Europa e America alleate per la salute, in particolare per una strategia condivisa contro il cancro e i rischi di nuove future pandemie. È l’obiettivo della “task force” sanitaria Ue-Usa, lanciata nei giorni scorsi a Bruxelles, dopo un vertice fra la Commissaria europea Stella Kyriakides e il ministro statunitense Xavier Becerra. L’accordo prevede anche una più stretta collaborazione per migliorare l’”architettura sanitaria globale” e un impegno comune affinché la trattativa in corso a livello di Organizzazione Mondiale della Sanità, in vista di un accordo universale contro le emergenze pandemiche, si concluda con successo entro la scadenza attesa di maggio 2024.
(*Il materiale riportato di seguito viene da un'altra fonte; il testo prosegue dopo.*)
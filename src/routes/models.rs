use axum::extract::{Path, State};
use axum::http::{header, StatusCode};
use axum::response::{IntoResponse, Response};
use axum::routing::get;
use axum::{Json, Router};
use serde_json::json;

use crate::catalog::{self, ModelUpdate, NewModel, NewSubmodel};
use crate::db::models::{CarModel, Submodel};
use crate::error::{AppError, AppResult};
use crate::extractors::AdminUser;
use crate::state::AppState;

pub fn router() -> Router<AppState> {
    Router::new()
        // Reads are public; writes require the admin role
        .route("/models", get(list_models).post(create_model))
        .route("/models/name/{name}", get(get_model_by_name))
        .route(
            "/models/{id}",
            get(get_model).put(update_model).delete(delete_model),
        )
        .route(
            "/models/{id}/submodels",
            get(list_submodels).post(add_submodel),
        )
        .route(
            "/models/{id}/submodels/{submodel_id}",
            get(get_submodel).put(update_submodel).delete(delete_submodel),
        )
}

// -- Model handlers --

async fn list_models(State(state): State<AppState>) -> AppResult<Json<Vec<CarModel>>> {
    Ok(Json(catalog::list_models(&state.db)?))
}

async fn get_model(
    State(state): State<AppState>,
    Path(id): Path<String>,
) -> AppResult<Json<CarModel>> {
    let model = catalog::get_model(&state.db, &id)?
        .ok_or_else(|| AppError::NotFound(format!("Car model not found with id: {}", id)))?;
    Ok(Json(model))
}

async fn get_model_by_name(
    State(state): State<AppState>,
    Path(name): Path<String>,
) -> AppResult<Json<CarModel>> {
    let model = catalog::get_model_by_name(&state.db, &name)?
        .ok_or_else(|| AppError::NotFound(format!("Car model not found with name: {}", name)))?;
    Ok(Json(model))
}

async fn create_model(
    State(state): State<AppState>,
    AdminUser(_claims): AdminUser,
    Json(new): Json<NewModel>,
) -> AppResult<Response> {
    let model = catalog::create_model(&state.db, &new)?;

    Ok((
        StatusCode::CREATED,
        [(header::LOCATION, model.id.clone())],
        Json(json!({
            "message": format!("Created a new car model with id: {}", model.id),
            "model": model,
        })),
    )
        .into_response())
}

async fn update_model(
    State(state): State<AppState>,
    Path(id): Path<String>,
    AdminUser(_claims): AdminUser,
    Json(update): Json<ModelUpdate>,
) -> AppResult<Response> {
    if catalog::update_model(&state.db, &id, update)? {
        Ok(Json(json!({
            "message": format!("Successfully updated car model with id: {}", id),
        }))
        .into_response())
    } else {
        Err(AppError::NotFound(format!(
            "Car model not found with id: {}",
            id
        )))
    }
}

async fn delete_model(
    State(state): State<AppState>,
    Path(id): Path<String>,
    AdminUser(_claims): AdminUser,
) -> AppResult<Response> {
    if catalog::delete_model(&state.db, &id)? {
        Ok((
            StatusCode::ACCEPTED,
            Json(json!({
                "message": format!("Successfully removed car model with id {}", id),
            })),
        )
            .into_response())
    } else {
        Err(AppError::NotFound(format!(
            "Car model not found with id: {}",
            id
        )))
    }
}

// -- Submodel handlers --

async fn list_submodels(
    State(state): State<AppState>,
    Path(id): Path<String>,
) -> AppResult<Json<Vec<Submodel>>> {
    let submodels = catalog::list_submodels(&state.db, &id)?
        .ok_or_else(|| AppError::NotFound(format!("Car model not found with id: {}", id)))?;
    Ok(Json(submodels))
}

async fn get_submodel(
    State(state): State<AppState>,
    Path((id, submodel_id)): Path<(String, String)>,
) -> AppResult<Json<Submodel>> {
    if !catalog::model_is_present(&state.db, &id)? {
        return Err(AppError::NotFound(format!("Model not found with id: {}", id)));
    }

    let submodel = catalog::get_submodel(&state.db, &id, &submodel_id)?.ok_or_else(|| {
        AppError::NotFound(format!("Submodel not found with id: {}", submodel_id))
    })?;
    Ok(Json(submodel))
}

async fn add_submodel(
    State(state): State<AppState>,
    Path(id): Path<String>,
    AdminUser(_claims): AdminUser,
    Json(new): Json<NewSubmodel>,
) -> AppResult<Response> {
    let Some(submodel) = catalog::add_submodel(&state.db, &id, &new)? else {
        return Err(AppError::NotFound("Model not found".into()));
    };

    Ok((
        StatusCode::CREATED,
        Json(json!({
            "message": "Submodel added successfully",
            "submodel": submodel,
        })),
    )
        .into_response())
}

async fn update_submodel(
    State(state): State<AppState>,
    Path((id, submodel_id)): Path<(String, String)>,
    AdminUser(_claims): AdminUser,
    Json(new): Json<NewSubmodel>,
) -> AppResult<Json<serde_json::Value>> {
    if catalog::update_submodel(&state.db, &id, &submodel_id, &new)? {
        Ok(Json(json!({ "message": "Submodel updated successfully" })))
    } else {
        Err(AppError::NotFound("Model or submodel not found".into()))
    }
}

async fn delete_submodel(
    State(state): State<AppState>,
    Path((id, submodel_id)): Path<(String, String)>,
    AdminUser(_claims): AdminUser,
) -> AppResult<Json<serde_json::Value>> {
    if catalog::delete_submodel(&state.db, &id, &submodel_id)? {
        Ok(Json(json!({ "message": "Submodel deleted successfully" })))
    } else {
        Err(AppError::NotFound("Model or submodel not found".into()))
    }
}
In effetti, un’intesa di questo genere, che coinvolge due grandi aree progredite e democratiche del pianeta, con notevoli risorse scientifiche e finanziarie a disposizione, può e deve giovare anche agli altri popoli non direttamente interessati. Purché gli egoismi nazionali e gli interessi economici in gioco non condizionino le scelte concrete, impedendo che alle buone intenzioni proclamate seguano comportamenti coerenti, come purtroppo in gran parte è accaduto durante la bufera del Covid-19.
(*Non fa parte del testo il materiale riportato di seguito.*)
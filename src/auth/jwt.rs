//! Bearer token service - issue and verify signed tokens.
//!
//! Tokens are stateless HS256 JWTs carrying identity and role; handlers
//! trust the payload without re-reading the user row.

use jsonwebtoken::{DecodingKey, EncodingKey, Header, Validation};
use serde::{Deserialize, Serialize};

use crate::db::models::Role;

/// Token payload. `id` is the user id the token was issued for.
#[derive(Debug, Clone, Serialize, Deserialize)]
pub struct Claims {
    pub id: String,
    pub email: String,
    pub role: Role,
    /// Issued at (unix timestamp).
    pub iat: i64,
    /// Expiration (unix timestamp).
    pub exp: i64,
}

impl Claims {
    pub fn is_admin(&self) -> bool {
        self.role == Role::Admin
    }

    /// Whether this caller may act on the given user's resources.
    pub fn may_act_for(&self, user_id: &str) -> bool {
        self.id == user_id || self.is_admin()
    }
}

#[derive(Clone)]
pub struct JwtService {
    encoding_key: EncodingKey,
    decoding_key: DecodingKey,
    validation: Validation,
    expire_secs: i64,
}

impl JwtService {
    pub fn new(secret: &str, expire_secs: i64) -> Self {
        Self {
            encoding_key: EncodingKey::from_secret(secret.as_bytes()),
            decoding_key: DecodingKey::from_secret(secret.as_bytes()),
            validation: Validation::default(),
            expire_secs,
        }
    }

    /// Issue a signed token for a user.
    pub fn issue(
        &self,
        user_id: &str,
        email: &str,
        role: Role,
    ) -> Result<String, jsonwebtoken::errors::Error> {
        let now = chrono::Utc::now().timestamp();
        let claims = Claims {
            id: user_id.to_string(),
            email: email.to_string(),
            role,
            iat: now,
            exp: now + self.expire_secs,
        };
        jsonwebtoken::encode(&Header::default(), &claims, &self.encoding_key)
    }

    /// Verify a token and extract its claims.
    /// Returns Err if the token is invalid, expired, or tampered with.
    pub fn verify(&self, token: &str) -> Result<Claims, jsonwebtoken::errors::Error> {
        jsonwebtoken::decode::<Claims>(token, &self.decoding_key, &self.validation)
            .map(|data| data.claims)
    }
}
Nella dichiarazione congiunta che annuncia la costituzione della task force si indicano alcuni obiettivi specifici di grande rilievo in campo oncologico. In particolare, la prevenzione e l’assistenza nei casi di cancro pediatrico e giovanile e nei tumori polmonari. Si punta a facilitare l’apprendimento congiunto di nuove scoperte, lo scambio delle migliori pratiche e l’avvio di ricerche condivise anche a livello internazionale. Sia Unione Europea che Stati Uniti hanno già in corso l’attuazione di piani per la lotta al cancro e ora la task force ha messo al lavoro due gruppi misti di esperti per sviluppare una sinergia efficace.
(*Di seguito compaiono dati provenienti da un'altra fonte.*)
#[async_trait]
impl LikeRegistry for SqliteLikeRegistry {
    async fn like(
        &self,
        caller: &Claims,
        user_id: &str,
        model_id: &str,
        submodel_id: &str,
    ) -> Result<LikeOutcome, LikeError> {
        if model_id.is_empty() || submodel_id.is_empty() {
            return Err(LikeError::MissingIds);
        }
        if !caller.may_act_for(user_id) {
            return Err(LikeError::NotOwner);
        }

        let conn = self.pool.get()?;

        // The reference must be live at write time; it is not re-validated
        // afterwards.
        if !catalog::submodel_in_model(&conn, model_id, submodel_id)? {
            return Err(LikeError::SubmodelNotFound);
        }
        if !user_exists(&conn, user_id)? {
            return Err(LikeError::UserNotFound);
        }

        // Conditional set-add against the primary key: concurrent likes for
        // the same pair cannot produce duplicates, and a no-op reports as
        // already liked.
        let changed = match conn.execute(
            "INSERT OR IGNORE INTO liked_submodels (user_id, model_id, submodel_id)
             VALUES (?1, ?2, ?3)",
            params![user_id, model_id, submodel_id],
        ) {
            Ok(n) => n,
            // Only the users foreign key can fire here; duplicate-pair
            // conflicts are absorbed by OR IGNORE.
            Err(rusqlite::Error::SqliteFailure(e, _))
                if e.code == rusqlite::ErrorCode::ConstraintViolation =>
            {
                return Err(LikeError::UserNotFound);
            }
            Err(e) => return Err(e.into()),
        };

        Ok(if changed > 0 {
            LikeOutcome::Liked
        } else {
            LikeOutcome::AlreadyLiked
        })
    }

    async fn unlike(
        &self,
        _caller: &Claims,
        user_id: &str,
        model_id: &str,
        submodel_id: &str,
    ) -> Result<UnlikeOutcome, LikeError> {
        if model_id.is_empty() || submodel_id.is_empty() {
            return Err(LikeError::MissingIds);
        }

        let conn = self.pool.get()?;

        // Conditional remove-if-present; membership is the only thing that
        // matters, so a dangling pair can still be unliked.
        let changed = conn.execute(
            "DELETE FROM liked_submodels WHERE user_id = ?1 AND model_id = ?2 AND submodel_id = ?3",
            params![user_id, model_id, submodel_id],
        )?;

        if changed > 0 {
            Ok(UnlikeOutcome::Removed)
        } else if user_exists(&conn, user_id)? {
            Ok(UnlikeOutcome::WasNotLiked)
        } else {
            Err(LikeError::UserNotFound)
        }
    }

    async fn list_liked(&self, user_id: &str) -> Result<Vec<LikedRef>, LikeError> {
        let conn = self.pool.get()?;

        if !user_exists(&conn, user_id)? {
            return Err(LikeError::UserNotFound);
        }

        let mut stmt = conn.prepare(
            "SELECT model_id, submodel_id FROM liked_submodels WHERE user_id = ?1 ORDER BY rowid",
        )?;
        let refs = stmt
            .query_map(params![user_id], |row| {
                Ok(LikedRef {
                    model_id: row.get(0)?,
                    submodel_id: row.get(1)?,
                })
            })?
            .collect::<Result<Vec<_>, _>>()?;

        Ok(refs)
    }

    async fn detailed_liked(&self, user_id: &str) -> Result<Vec<LikedSubmodelDetail>, LikeError> {
        let likes = self.list_liked(user_id).await?;

        let conn = self.pool.get()?;
        let mut details = Vec::with_capacity(likes.len());

        for like in likes {
            // Skip-on-miss: a model or submodel deleted after the like was
            // recorded drops the entry from the result rather than erroring.
            let Some(model_name) = catalog::model_name(&conn, &like.model_id)? else {
                continue;
            };
            let Some(submodel) = catalog::submodel_in(&conn, &like.model_id, &like.submodel_id)?
            else {
                continue;
            };

            details.push(LikedSubmodelDetail {
                model_id: like.model_id,
                model_name,
                submodel_id: like.submodel_id,
                submodel,
            });
        }

        Ok(details)
    }
}

fn user_exists(conn: &rusqlite::Connection, user_id: &str) -> rusqlite::Result<bool> {
    conn.query_row(
        "SELECT COUNT(*) > 0 FROM users WHERE id = ?1",
        params![user_id],
        |row| row.get(0),
    )
}

/// Type alias for Arc-wrapped registry (for AppState)
pub type DynLikeRegistry = Arc<dyn LikeRegistry>;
Altri importanti terreni di collaborazione riguarderanno l’influenza aviaria, la malattia di Marburg (una forma di febbre emorragica molto grave) e la resistenza antimicrobica. Quanto alle possibili future epidemie, l’ambizione è anzitutto di dar vita a catene di approvvigionamento sicure, evitando strozzature e forme di concorrenza esasperata fra i Paesi colpiti. Ma anche riducendo la dipendenza da nazioni terze, che possono condizionare le forniture ai propri obiettivi geopolitici (vedi Cina). Lo stesso vale per lo sviluppo e l’attuazione di programmi vaccinali in caso di nuove emergenze.
Su questo punto, i due partner auspicano che si riesca a dar vita a procedure globali stabili nell’ambito dell’OMS, per l’accesso universale alle contromisure mediche necessarie in caso di allarmi sanitari. Si parla di costruire una vera e propria “pietra angolare” per prevenire e fronteggiare futuri virus. E di tale pilastro dovrà far parte anche il cosiddetto “Fondo pandemico”, che la Banca mondiale ha promosso ufficialmente a novembre dell’anno scorso a Bali, nell’ambito del G20. A febbraio scorso, sono stati stanziati i primi 300 milioni di dollari, per finanziare iniziative a sostegno dei Paesi più svantaggiati e meno in grado di governare crisi sanitarie acute.
Saranno i fatti a dimostrare se i “passi concreti” promessi dall’Unione Europea e dagli Stati Uniti, sul terreno della solidarietà internazionale, verranno davvero compiuti. Così da far dimenticare le “cattive pratiche” dell’era Covid, quando alle nazioni povere venivano promesse miliardi di dosi di vaccini, che ancora non sono state consegnate. Anche perché i nuovi allerta-virus in arrivo dalla Cina ci dicono che l’emergenza è sempre in agguato.